Category Archives: Employment Non-Discrimination Act

Supreme Court of NJ Affirms Employee May State A Claim for Reasonable Accommodation for Medical Cannabis Use

medical marijuana

You may recall, in 2019, this blog post reported New Jersey’s Appellate Division joined courts that found an employee may be able to state a disability discrimination claim against an employer who takes an adverse employment action due to the employee’s use of medical cannabis.  That case, Wild v. Carriage Funeral Holdings, Inc., was one in a spate of recent decisions as courts in New Jersey and other states that allow medical use of cannabis have grappled with reconciling laws protecting employees from disability discrimination, employers’ rights to maintain workplaces free of drug use, and federal statutes outlawing cannabis use for any reason. Early decisions in these cases came down in favor of employers, permitting employers to discipline, terminate, or refuse to hire employees who use medical cannabis, even without evidence of use or impairment in the workplace.

New Jersey’s Appellate Division’s Wild ruling changed course when it held an employee may state a disability discrimination claim for failure to accommodate against an employer who takes an adverse employment action due to the employee’s use of medical cannabis.  Now, on March 10, 2020, the Supreme Court of New Jersey affirmed the decision, ruling an employer can potentially be liable under New Jersey’s Law Against Discrimination (“LAD”) for failing to accommodate an employee’s use of medical cannabis outside of the workplace.

What Happened?  In 2015, the employee, a funeral director, was prescribed and used medical cannabis as authorized by New Jersey’s Compassionate Use Act. In 2016, the employee was in an auto accident while working. The employee advised hospital staff he was authorized to use medical cannabis. The treating doctor responded that “it was clear [the employee] was not under the influence of cannabis [and, thus, his cannabis use was not a cause of the accident], and therefore no blood tests were required.”

While the employee recuperated, the employer advised that a blood test was required before the employee could return to work. The employee went to a facility to take a urine and breathalyzer test; however, the results were not provided to the employer and were not part of the case record.
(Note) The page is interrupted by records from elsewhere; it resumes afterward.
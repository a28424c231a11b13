//! Per-operation deadline
//!
//! Every store call receives a `Deadline`. Backends run their work through
//! [`Deadline::run`], which drops the in-flight future once the deadline
//! passes and reports [`StoreError::Timeout`].

use std::future::Future;
use std::time::Duration;
use tokio::time::Instant;

use super::error::{StoreError, StoreResult};

#[derive(Debug, Clone, Copy)]
pub struct Deadline {
    at: Instant,
    budget: Duration,
}

impl Deadline {
    /// Deadline `budget` from now; a budget past the clock's range never expires
    pub fn after(budget: Duration) -> Self {
        let now = Instant::now();
        Self {
            at: now.checked_add(budget).unwrap_or_else(|| far_future(now)),
            budget,
        }
    }

    /// Time left before expiry, zero once passed
    pub fn remaining(&self) -> Duration {
        self.at.saturating_duration_since(Instant::now())
    }

    pub fn is_expired(&self) -> bool {
        Instant::now() >= self.at
    }

    /// Run `fut` bound by this deadline
    pub async fn run<F, T>(self, fut: F) -> StoreResult<T>
    where
        F: Future<Output = StoreResult<T>>,
    {
        if self.is_expired() {
            return Err(StoreError::Timeout(self.budget));
        }
        tokio::time::timeout_at(self.at, fut)
            .await
            .unwrap_or(Err(StoreError::Timeout(self.budget)))
    }
}

/// Roughly thirty years out, the same horizon tokio uses for "never"
pub fn far_future(now: Instant) -> Instant {
    now + Duration::from_secs(86_400 * 365 * 30)
}

#[cfg(test)]
mod tests {
    use super::*;

    #[tokio::test]
    async fn test_huge_budget_does_not_overflow() {
        let deadline = Deadline::after(Duration::from_secs(u64::MAX));
        assert!(!deadline.is_expired());
        assert!(deadline.remaining() > Duration::from_secs(86_400));
        let value = deadline.run(async { Ok(7) }).await.unwrap();
        assert_eq!(value, 7);
    }

    #[tokio::test]
    async fn test_run_completes_within_deadline() {
        let deadline = Deadline::after(Duration::from_secs(5));
        let value = deadline.run(async { Ok(42) }).await.unwrap();
        assert_eq!(value, 42);
    }

    #[tokio::test]
    async fn test_run_times_out() {
        let deadline = Deadline::after(Duration::from_millis(20));
        let result: StoreResult<()> = deadline
            .run(async {
                tokio::time::sleep(Duration::from_secs(5)).await;
                Ok(())
            })
            .await;
        assert!(matches!(result, Err(StoreError::Timeout(_))));
    }

    #[tokio::test]
    async fn test_expired_deadline_never_polls() {
        let polled = std::sync::atomic::AtomicBool::new(false);
        let deadline = Deadline::after(Duration::ZERO);
        let result: StoreResult<()> = deadline
            .run(async {
                polled.store(true, std::sync::atomic::Ordering::SeqCst);
                Ok(())
            })
            .await;
        assert!(matches!(result, Err(StoreError::Timeout(_))));
        assert!(!polled.load(std::sync::atomic::Ordering::SeqCst));
        assert_eq!(deadline.remaining(), Duration::ZERO);
    }

    #[tokio::test]
    async fn test_inner_error_passes_through() {
        let deadline = Deadline::after(Duration::from_secs(5));
        let result: StoreResult<()> = deadline
            .run(async { Err(StoreError::Backend("boom".into())) })
            .await;
        assert!(matches!(result, Err(StoreError::Backend(msg)) if msg == "boom"));
    }
}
The employee eventually returned to work, but, his supervisor advised him that his employment was “being terminated because they found drugs in your system”, though no test results had been provided to the employer. In a subsequent letter, the company told the employee it had terminated him not because of his drug use, but because he failed to disclose his use of medication contrary to company policy. The employee brought an action alleging he had been a victim of disability discrimination.

What did the Courts decide?  The trial court dismissed the employee’s claims, finding that New Jersey’s Compassionate Use Act “does not contain employment-related protections for licensed users of medical cannabis.” The employee appealed.
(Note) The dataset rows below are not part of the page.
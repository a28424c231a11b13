// Configuration types module
// Defines all configuration-related data structures

use serde::{Deserialize, Serialize};

/// Main configuration structure
#[derive(Debug, Deserialize, Clone)]
pub struct Config {
    pub server: ServerConfig,
    pub database: DatabaseConfig,
    pub logging: LoggingConfig,
    pub performance: PerformanceConfig,
    pub http: HttpConfig,
    #[serde(default)]
    pub health: HealthConfig,
}

/// Server configuration
#[derive(Debug, Deserialize, Clone)]
pub struct ServerConfig {
    pub host: String,
    pub port: u16,
    pub workers: Option<usize>,
}

/// Store backend selection
#[derive(Debug, Deserialize, Serialize, Clone, Copy, PartialEq, Eq)]
#[serde(rename_all = "snake_case")]
pub enum StoreBackend {
    Mongodb,
    Memory,
}

/// Document store configuration
#[derive(Debug, Deserialize, Clone)]
pub struct DatabaseConfig {
    pub backend: StoreBackend,
    /// Connection string
    pub uri: String,
    pub name: String,
    pub collection: String,
    /// Per-operation deadline in seconds
    pub timeout_secs: u64,
}

/// Logging configuration
#[derive(Debug, Deserialize, Serialize, Clone)]
pub struct LoggingConfig {
    pub level: String,
    pub access_log: bool,
    /// Access log format (combined, common, json, or custom pattern)
    #[serde(default = "default_access_log_format")]
    pub access_log_format: String,
    /// Access log file path (optional, stdout if not set)
    #[serde(default)]
    pub access_log_file: Option<String>,
    /// Error log file path (optional, stderr if not set)
    #[serde(default)]
    pub error_log_file: Option<String>,
}

#[allow(clippy::missing_const_for_fn)]
fn default_access_log_format() -> String {
    "combined".to_string()
}

/// Performance configuration
#[derive(Debug, Deserialize, Clone)]
pub struct PerformanceConfig {
    pub keep_alive_timeout: u64,
    pub read_timeout: u64,
    pub write_timeout: u64,
    pub max_connections: Option<u64>,
    /// Seconds to wait for open connections after a shutdown signal
    pub shutdown_timeout: u64,
}

/// HTTP configuration
#[derive(Debug, Deserialize, Serialize, Clone)]
pub struct HttpConfig {
    pub server_name: String,
    pub max_body_size: u64,
    pub cors: CorsConfig,
}

/// Cross-origin policy
#[derive(Debug, Deserialize, Serialize, Clone)]
pub struct CorsConfig {
    /// The single origin browser clients may call from
    pub allow_origin: String,
    pub allow_methods: Vec<String>,
    pub allow_headers: Vec<String>,
    /// Preflight cache lifetime
    pub max_age_secs: u64,
}

/// Health check configuration
#[derive(Debug, Deserialize, Serialize, Clone)]
pub struct HealthConfig {
    /// Enable health check endpoints
    #[serde(default = "default_health_enabled")]
    pub enabled: bool,
    /// Liveness probe path (default: /healthz)
    #[serde(default = "default_healthz_path")]
    pub liveness_path: String,
    /// Readiness probe path (default: /readyz)
    #[serde(default = "default_readyz_path")]
    pub readiness_path: String,
}

#[allow(clippy::missing_const_for_fn)]
fn default_health_enabled() -> bool {
    true
}

#[allow(clippy::missing_const_for_fn)]
fn default_healthz_path() -> String {
    "/healthz".to_string()
}

#[allow(clippy::missing_const_for_fn)]
fn default_readyz_path() -> String {
    "/readyz".to_string()
}

impl Default for HealthConfig {
    fn default() -> Self {
        Self {
            enabled: default_health_enabled(),
            liveness_path: default_healthz_path(),
            readiness_path: default_readyz_path(),
        }
    }
}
On appeal, a three-judge panel of New Jersey’s Appellate Division reversed the dismissal. The Appellate Division cannabis found that the LAD might require such an accommodation. Although the Compassionate Use Act does not make illegal an employer’s adverse action against an employee for medical cannabis use, by the same token, the Appellate Division stated it does not immunize an employer’s conduct that might otherwise have been a violation of the LAD.  In affirming the decision, the Supreme Court held an employee may state a failure to accommodate claim under the LAD against an employer who takes an adverse action against the employee for use of cannabis outside of work when that use is otherwise compliant with the Compassionate Use Act.

What do employers need to know?  It is important to understand neither the Appellate Division nor the Supreme Court ruled this employee was a victim of disability discrimination. In fact, the Appellate Division expressly recognized that the case was at the earliest stages, and the employer had pled potentially valid defenses.  The Court ruled only that the case could not be dismissed on its face.
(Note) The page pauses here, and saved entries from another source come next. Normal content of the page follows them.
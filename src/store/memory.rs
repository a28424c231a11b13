//! In-process book store
//!
//! Keeps books in insertion order behind a `RwLock`. Used by tests and by
//! the `memory` backend for running without a database.

use async_trait::async_trait;
use tokio::sync::RwLock;

use super::deadline::Deadline;
use super::error::StoreResult;
use super::query::{Filter, Update};
use super::BookStore;
use crate::model::{Book, BookFields, BookId};

#[derive(Debug, Default)]
pub struct MemoryStore {
    books: RwLock<Vec<Book>>,
}

impl MemoryStore {
    pub fn new() -> Self {
        Self::default()
    }
}

#[async_trait]
impl BookStore for MemoryStore {
    fn backend_name(&self) -> &'static str {
        "memory"
    }

    async fn ping(&self, deadline: Deadline) -> StoreResult<()> {
        deadline.run(async { Ok(()) }).await
    }

    async fn find(&self, filter: &Filter, deadline: Deadline) -> StoreResult<Vec<Book>> {
        deadline
            .run(async {
                let books = self.books.read().await;
                if filter.is_all() {
                    return Ok(books.clone());
                }
                Ok(books.iter().filter(|b| filter.matches(b)).cloned().collect())
            })
            .await
    }

    async fn find_one(&self, filter: &Filter, deadline: Deadline) -> StoreResult<Option<Book>> {
        deadline
            .run(async {
                let books = self.books.read().await;
                Ok(books.iter().find(|b| filter.matches(b)).cloned())
            })
            .await
    }

    async fn insert_one(&self, fields: &BookFields, deadline: Deadline) -> StoreResult<BookId> {
        deadline
            .run(async {
                let id = BookId::generate();
                self.books
                    .write()
                    .await
                    .push(Book::from_fields(id, fields.clone()));
                Ok(id)
            })
            .await
    }

    async fn update_one(
        &self,
        filter: &Filter,
        update: &Update,
        deadline: Deadline,
    ) -> StoreResult<u64> {
        deadline
            .run(async {
                let mut books = self.books.write().await;
                match books.iter_mut().find(|b| filter.matches(b)) {
                    Some(book) => {
                        update.apply(book);
                        Ok(1)
                    }
                    None => Ok(0),
                }
            })
            .await
    }

    async fn delete_one(&self, filter: &Filter, deadline: Deadline) -> StoreResult<u64> {
        deadline
            .run(async {
                let mut books = self.books.write().await;
                match books.iter().position(|b| filter.matches(b)) {
                    Some(index) => {
                        books.remove(index);
                        Ok(1)
                    }
                    None => Ok(0),
                }
            })
            .await
    }
}

#[cfg(test)]
mod tests {
    use super::*;
    use std::collections::HashSet;
    use std::sync::Arc;
    use std::time::Duration;

    fn deadline() -> Deadline {
        Deadline::after(Duration::from_secs(5))
    }

    fn fields(title: &str) -> BookFields {
        BookFields {
            title: title.to_string(),
            author: "Author".to_string(),
            price: 1.0,
        }
    }

    #[tokio::test]
    async fn test_insert_and_find_in_order() {
        let store = MemoryStore::new();
        let a = store.insert_one(&fields("A"), deadline()).await.unwrap();
        let b = store.insert_one(&fields("B"), deadline()).await.unwrap();

        let all = store.find(&Filter::all(), deadline()).await.unwrap();
        assert_eq!(all.iter().map(|b| b.id).collect::<Vec<_>>(), vec![a, b]);

        let found = store.find_one(&Filter::by_id(b), deadline()).await.unwrap();
        assert_eq!(found.unwrap().title, "B");
    }

    #[tokio::test]
    async fn test_update_and_delete_counts() {
        let store = MemoryStore::new();
        let id = store.insert_one(&fields("A"), deadline()).await.unwrap();
        let missing = BookId::generate();

        let update = Update::set_fields(&fields("A2"));
        assert_eq!(store.update_one(&Filter::by_id(id), &update, deadline()).await.unwrap(), 1);
        assert_eq!(store.update_one(&Filter::by_id(missing), &update, deadline()).await.unwrap(), 0);

        assert_eq!(store.delete_one(&Filter::by_id(id), deadline()).await.unwrap(), 1);
        assert_eq!(store.delete_one(&Filter::by_id(id), deadline()).await.unwrap(), 0);
        assert!(store.find(&Filter::all(), deadline()).await.unwrap().is_empty());
    }

    #[tokio::test]
    async fn test_concurrent_inserts_get_unique_ids() {
        let store = Arc::new(MemoryStore::new());
        let mut tasks = Vec::new();
        for i in 0..32 {
            let store = Arc::clone(&store);
            tasks.push(tokio::spawn(async move {
                store
                    .insert_one(&fields(&format!("book {i}")), deadline())
                    .await
                    .unwrap()
            }));
        }
        let mut ids = HashSet::new();
        for task in tasks {
            assert!(ids.insert(task.await.unwrap()));
        }
        assert_eq!(ids.len(), 32);
    }
}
New Jersey employers need to be mindful that they no longer have a free pass to take adverse employment actions against employees and candidates solely because they use medical cannabis outside of the workplace.  It is important to note, the courts in New Jersey have not suggested an employer must accommodate impairment due to medical cannabis use, so employers should remain vigilant about addressing employee impairment issues.  The law as to when an accommodation is reasonable is still developing.  For instance, a requested accommodation that may make an employer ineligible to bid on certain projects or that conflicts with established safety laws and regulations will be subject to greater scrutiny than a requested accommodation that does not impose added burdens on the employer.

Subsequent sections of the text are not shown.